To American audiences, Emerald Fennell is primarily known as an actress in Netflix’s “The Crown,” but with “Promising Young Woman,” her first feature as writer/director, she is rapidly becoming a major force behind the camera as well. An almost indescribable blend of comedic thriller and fierce revenge drama with a distinctly female point-of-view, “Promising Young Woman” has brought Fennell her first Academy Award nomination for Best Original Screenplay.
Fennell’s script will be competing with screenplays for Aaron Sorkin‘s historical drama “The Trial of the Chicago 7,” Lee Isaac Chung‘s family remembrance “Minari,” Will Berson and Shaka King‘s historical biopic “Judas and the Black Messiah” and the drama “Sound of Metal” written by Darius Marder and his brother Abraham Marder.
Fennell’s twisty thriller focuses on Cassandra (Oscar nominee Carey Mulligan), a young woman on her way to great things in medical school when her career path is derailed after her best friend becomes the victim of a sexual assault that ends in tragedy. To turn the tables on other supposed “nice guys,” Cassie regularly plays drunk at bars to lure nice guys into taking her home and putting the moves on her. Only then does she reveal that she is stone-cold sober, and the men wilt with shame. But that’s not enough for Cassie — her path to attain justice for her friend only escalates from there, rocking the audience through unexpected twists and turns that lead to a shocking ending that audiences don’t see coming and one that is thoroughly original in its surprise.
“Original” is probably the key word for “Promising Young Woman,” since it is arguably the most original of the five Original Screenplay nominees. With an opening shot of dad bods signalling that it’s OK to laugh, the film veers from comedy to thriller territory and from charming romance to social commentary, all in the space of two hours. And, despite the deliberate shifts of genre and tone throughout the film, Fennell’s screenplay never loses its focus, displaying a mastery of the craft that is impressive for a first-time writer/director.

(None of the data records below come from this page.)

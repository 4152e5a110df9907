//! Configuration: CLI flags, environment variables, TOML config file.
//!
//! Precedence, lowest first: built-in defaults, config file, `TSE_*`
//! environment variables, CLI flags. Tenants and metric definitions only come
//! from the file.

use clap::Parser;
use serde::Deserialize;
use std::collections::HashSet;
use std::fs;
use std::net::{IpAddr, SocketAddr};
use std::path::Path;
use std::time::Duration;

use crate::error::ConfigError;
use crate::model::MetricDefinition;
use crate::tenant::TenantConfig;

pub const DEFAULT_CONFIG_PATH: &str = "tenant-sql-exporter.toml";

/// Prometheus exporter running SQL metrics across PostgreSQL tenants
#[derive(Parser, Debug, Default)]
#[command(name = "tenant-sql-exporter", version, about)]
pub struct Cli {
    /// Config file path [default: tenant-sql-exporter.toml]
    #[arg(long, short = 'c')]
    pub config: Option<String>,

    /// Listen port
    #[arg(long, short = 'p')]
    pub port: Option<u16>,

    /// Bind address
    #[arg(long)]
    pub listen_host: Option<String>,

    /// Per-metric collection timeout in seconds
    #[arg(long)]
    pub timeout: Option<u64>,

    /// Tenant connect and handshake timeout in seconds
    #[arg(long)]
    pub connect_timeout: Option<u64>,

    /// Log level or tracing filter directive
    #[arg(long)]
    pub log_level: Option<String>,
}

#[derive(Debug, Clone)]
pub struct Config {
    pub listen_host: String,
    pub port: u16,
    pub timeout_secs: u64,
    pub connect_timeout_secs: u64,
    pub log_level: String,
    pub tenants: Vec<TenantConfig>,
    pub metrics: Vec<MetricDefinition>,
}

impl Default for Config {
    fn default() -> Self {
        Self {
            listen_host: "0.0.0.0".into(),
            port: 9658,
            timeout_secs: 5,
            connect_timeout_secs: 10,
            log_level: "info".into(),
            tenants: Vec::new(),
            metrics: Vec::new(),
        }
    }
}

/// On-disk shape of the config file.
#[derive(Debug, Default, Deserialize)]
#[serde(deny_unknown_fields)]
struct FileConfig {
    listen_host: Option<String>,
    port: Option<u16>,
    timeout: Option<u64>,
    connect_timeout: Option<u64>,
    log_level: Option<String>,
    #[serde(default, rename = "tenant")]
    tenants: Vec<TenantConfig>,
    #[serde(default, rename = "metric")]
    metrics: Vec<MetricDefinition>,
}

impl Config {
    /// Load configuration: defaults → config file → env vars → CLI flags.
    pub fn load() -> Result<Self, ConfigError> {
        Self::from_cli(Cli::parse(), |key| std::env::var(key).ok())
    }

    fn from_cli(cli: Cli, env: impl Fn(&str) -> Option<String>) -> Result<Self, ConfigError> {
        let mut config = Config::default();

        // 1. Config file. Only the default path may be absent.
        let (path, explicit) = match &cli.config {
            Some(p) => (p.as_str(), true),
            None => (DEFAULT_CONFIG_PATH, false),
        };
        if explicit || Path::new(path).exists() {
            let content = fs::read_to_string(path).map_err(|source| ConfigError::Read {
                path: path.to_string(),
                source,
            })?;
            config.apply_file(&content, path)?;
        }

        // 2. Environment variables
        config.apply_env(env)?;

        // 3. CLI flags (highest priority)
        if let Some(v) = cli.port {
            config.port = v;
        }
        if let Some(v) = cli.listen_host {
            config.listen_host = v;
        }
        if let Some(v) = cli.timeout {
            config.timeout_secs = v;
        }
        if let Some(v) = cli.connect_timeout {
            config.connect_timeout_secs = v;
        }
        if let Some(v) = cli.log_level {
            config.log_level = v;
        }

        Ok(config)
    }

    /// Parse a TOML document on top of the defaults.
    pub fn from_toml(content: &str) -> Result<Self, ConfigError> {
        let mut config = Config::default();
        config.apply_file(content, "<inline>")?;
        Ok(config)
    }

    fn apply_file(&mut self, content: &str, path: &str) -> Result<(), ConfigError> {
        let file: FileConfig = toml::from_str(content).map_err(|source| ConfigError::Parse {
            path: path.to_string(),
            source,
        })?;

        if let Some(v) = file.listen_host {
            self.listen_host = v;
        }
        if let Some(v) = file.port {
            self.port = v;
        }
        if let Some(v) = file.timeout {
            self.timeout_secs = v;
        }
        if let Some(v) = file.connect_timeout {
            self.connect_timeout_secs = v;
        }
        if let Some(v) = file.log_level {
            self.log_level = v;
        }
        self.tenants = file.tenants;
        self.metrics = file.metrics;
        Ok(())
    }

    fn apply_env(&mut self, env: impl Fn(&str) -> Option<String>) -> Result<(), ConfigError> {
        if let Some(v) = env("TSE_PORT") {
            self.port = parse_env("TSE_PORT", &v)?;
        }
        if let Some(v) = env("TSE_LISTEN_HOST") {
            self.listen_host = v;
        }
        if let Some(v) = env("TSE_TIMEOUT") {
            self.timeout_secs = parse_env("TSE_TIMEOUT", &v)?;
        }
        if let Some(v) = env("TSE_CONNECT_TIMEOUT") {
            self.connect_timeout_secs = parse_env("TSE_CONNECT_TIMEOUT", &v)?;
        }
        if let Some(v) = env("TSE_LOG_LEVEL") {
            self.log_level = v;
        }
        Ok(())
    }

    /// Reject configurations the engine cannot run with.
    pub fn validate(&self) -> Result<(), ConfigError> {
        if self.timeout_secs == 0 {
            return Err(ConfigError::Invalid("timeout must be > 0".into()));
        }
        if self.connect_timeout_secs == 0 {
            return Err(ConfigError::Invalid("connect_timeout must be > 0".into()));
        }
        self.listen_addr()?;

        let mut tenant_names = HashSet::new();
        for tenant in &self.tenants {
            if tenant.name.trim().is_empty() {
                return Err(ConfigError::Invalid("tenant name must not be empty".into()));
            }
            if !tenant_names.insert(tenant.name.to_lowercase()) {
                return Err(ConfigError::Invalid(format!("duplicate tenant name '{}'", tenant.name)));
            }
            if tenant.max_connections == 0 {
                return Err(ConfigError::Invalid(format!(
                    "tenant '{}': max_connections must be > 0",
                    tenant.name
                )));
            }
        }

        let mut metric_names = HashSet::new();
        for metric in &self.metrics {
            if !is_valid_metric_name(&metric.name) {
                return Err(ConfigError::Invalid(format!(
                    "metric name '{}' is not a valid Prometheus metric name",
                    metric.name
                )));
            }
            if !metric_names.insert(metric.name.as_str()) {
                return Err(ConfigError::Invalid(format!("duplicate metric name '{}'", metric.name)));
            }
        }

        Ok(())
    }

    pub fn listen_addr(&self) -> Result<SocketAddr, ConfigError> {
        let ip: IpAddr = self.listen_host.parse().map_err(|_| {
            ConfigError::Invalid(format!("listen_host '{}' is not an IP address", self.listen_host))
        })?;
        Ok(SocketAddr::new(ip, self.port))
    }

    pub fn timeout(&self) -> Duration {
        Duration::from_secs(self.timeout_secs)
    }

    pub fn connect_timeout(&self) -> Duration {
        Duration::from_secs(self.connect_timeout_secs)
    }
}

fn parse_env<T: std::str::FromStr>(key: &str, value: &str) -> Result<T, ConfigError> {
    value
        .trim()
        .parse()
        .map_err(|_| ConfigError::Invalid(format!("{key}: cannot parse '{value}'")))
}

/// `[a-zA-Z_:][a-zA-Z0-9_:]*`
fn is_valid_metric_name(name: &str) -> bool {
    let mut chars = name.chars();
    match chars.next() {
        Some(c) if c.is_ascii_alphabetic() || c == '_' || c == ':' => {}
        _ => return false,
    }
    chars.all(|c| c.is_ascii_alphanumeric() || c == '_' || c == ':')
}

Fennell’s script has already been named the year’s Best Original Screenplay by the Writers Guild and BAFTA, as well as winning the Critics Choice and Dorian Awards. Her screenplay has also won the same honor with critics groups in Los Angeles, Seattle, Hollywood and Washington, D.C. In addition, “Promising Young Woman” has been nominated as the year’s best original screenplay for the Golden Globe and Independent Spirit Awards, as well as from critics groups in Chicago and Florida.